═════ Supplied data ═════
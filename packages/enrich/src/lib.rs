#![cfg_attr(feature = "fail-on-warnings", deny(warnings))]
#![warn(clippy::all, clippy::pedantic, clippy::nursery, clippy::cargo)]
#![allow(clippy::multiple_crate_versions, clippy::cargo_common_metadata)]

//! Region enrichment pipeline.
//!
//! Joins the department boundary document with the stock statistics of
//! one snapshot and derives a display status and color for every region
//! ([`pipeline::enrich`]). The [`refresh`] module drives the fetch →
//! enrich cycle and keeps the last good document when a refresh fails.

pub mod document;
pub mod pipeline;
pub mod refresh;

use thiserror::Error;

pub use document::{EnrichedBoundaryDocument, EnrichedRegion, StatusSummary};
pub use pipeline::{derive_status, enrich};
pub use refresh::{
    FailureKind, RefreshCoordinator, RefreshError, RefreshFailure, RefreshOutcome, RefreshSnapshot,
};

/// Structural failures of the enrichment pipeline.
///
/// Data-quality problems (unmatched names, features without a name) are
/// never errors; they degrade to `no-data` regions.
#[derive(Debug, Error)]
pub enum EnrichError {
    /// The boundary input is not a `FeatureCollection`.
    #[error("Boundary document is not a FeatureCollection (found {found})")]
    NotACollection {
        /// The `GeoJSON` type that was supplied instead.
        found: &'static str,
    },
}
═════
- Task goal
Reproduce the entries exactly. Every word has to stay the same.

- Worked solution
filename packages/enrich/src/lib.rs
#![cfg_attr(feature = "fail-on-warnings", deny(warnings))]
#![warn(clippy::all, clippy::pedantic, clippy::nursery, clippy::cargo)]
#![allow(clippy::multiple_crate_versions, clippy::cargo_common_metadata)]

//! Region enrichment pipeline.
//!
//! Joins the department boundary document with the stock statistics of
//! one snapshot and derives a display status and color for every region
//! ([`pipeline::enrich`]). The [`refresh`] module drives the fetch →
//! enrich cycle and keeps the last good document when a refresh fails.

pub mod document;
pub mod pipeline;
pub mod refresh;

use thiserror::Error;

pub use document::{EnrichedBoundaryDocument, EnrichedRegion, StatusSummary};
pub use pipeline::{derive_status, enrich};
pub use refresh::{
    FailureKind, RefreshCoordinator, RefreshError, RefreshFailure, RefreshOutcome, RefreshSnapshot,
};

/// Structural failures of the enrichment pipeline.
///
/// Data-quality problems (unmatched names, features without a name) are
/// never errors; they degrade to `no-data` regions.
#[derive(Debug, Error)]
pub enum EnrichError {
    /// The boundary input is not a `FeatureCollection`.
    #[error("Boundary document is not a FeatureCollection (found {found})")]
    NotACollection {
        /// The `GeoJSON` type that was supplied instead.
        found: &'static str,
    },
}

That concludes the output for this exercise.